Start of TASK INPUT

//! Row-major grid of color samples, the input to every stage.

use crate::{ColorSample, MosaicError, Result};

/// A `height × width` grid of RGB samples, origin top-left.
///
/// May be empty (0×0) before the first frame arrives.
#[derive(Debug, Clone, Default, PartialEq)]
pub struct ColorGrid {
    width: usize,
    height: usize,
    samples: Vec<ColorSample>,
}

impl ColorGrid {
    /// The empty grid
    pub fn empty() -> Self {
        Self::default()
    }

    /// Build from a flat row-major sample buffer
    pub fn from_samples(width: usize, height: usize, samples: Vec<ColorSample>) -> Result<Self> {
        let expected = buffer_len(width, height, 1);
        if samples.len() != expected {
            return Err(MosaicError::BufferSize { expected, actual: samples.len() });
        }
        // A grid with no columns or rows has no samples at all.
        if width == 0 || height == 0 {
            return Ok(Self::empty());
        }
        Ok(Self { width, height, samples })
    }

    /// Build from nested rows; every row must have the same length
    pub fn from_rows(rows: Vec<Vec<ColorSample>>) -> Result<Self> {
        let height = rows.len();
        let width = rows.first().map_or(0, Vec::len);
        let mut samples = Vec::with_capacity(width * height);
        for (row, r) in rows.into_iter().enumerate() {
            if r.len() != width {
                return Err(MosaicError::RaggedRows { row, len: r.len(), expected: width });
            }
            samples.extend(r);
        }
        Self::from_samples(width, height, samples)
    }

    /// Build a grid filled with a single color
    pub fn filled(width: usize, height: usize, color: ColorSample) -> Self {
        if width == 0 || height == 0 {
            return Self::empty();
        }
        Self { width, height, samples: vec![color; width * height] }
    }

    /// Convert RGBA pixel data (e.g. a canvas `ImageData` buffer), dropping alpha
    pub fn from_rgba(rgba: &[u8], width: usize, height: usize) -> Result<Self> {
        let expected = buffer_len(width, height, 4);
        if rgba.len() != expected {
            return Err(MosaicError::BufferSize { expected, actual: rgba.len() });
        }
        let samples = rgba
            .chunks_exact(4)
            .map(|px| ColorSample::new(px[0], px[1], px[2]))
            .collect();
        Self::from_samples(width, height, samples)
    }

    pub fn from_rgb_image(image: &image::RgbImage) -> Self {
        let (w, h) = image.dimensions();
        let samples = image.pixels().map(|&px| ColorSample::from(px)).collect();
        // Buffer length always matches the image dimensions.
        Self::from_samples(w as usize, h as usize, samples).unwrap_or_default()
    }

    pub fn width(&self) -> usize {
        self.width
    }

    pub fn height(&self) -> usize {
        self.height
    }

    pub fn is_empty(&self) -> bool {
        self.samples.is_empty()
    }

    /// Sample at column `x`, row `y`. Panics when out of bounds.
    #[inline]
    pub fn get(&self, x: usize, y: usize) -> ColorSample {
        debug_assert!(x < self.width && y < self.height);
        self.samples[y * self.width + x]
    }

    pub fn row(&self, y: usize) -> &[ColorSample] {
        &self.samples[y * self.width..(y + 1) * self.width]
    }

    pub fn samples(&self) -> &[ColorSample] {
        &self.samples
    }
}

/// `width * height * channels`, or `usize::MAX` on overflow
fn buffer_len(width: usize, height: usize, channels: usize) -> usize {
    width
        .checked_mul(height)
        .and_then(|n| n.checked_mul(channels))
        .unwrap_or(usize::MAX)
}

impl From<&image::RgbImage> for ColorGrid {
    fn from(image: &image::RgbImage) -> Self {
        Self::from_rgb_image(image)
    }
}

End of TASK INPUT

**TASK ITEM**
Please give the number of lines above that contain the string "length", and nothing more.

**ANSWER TO THE EXERCISE**
2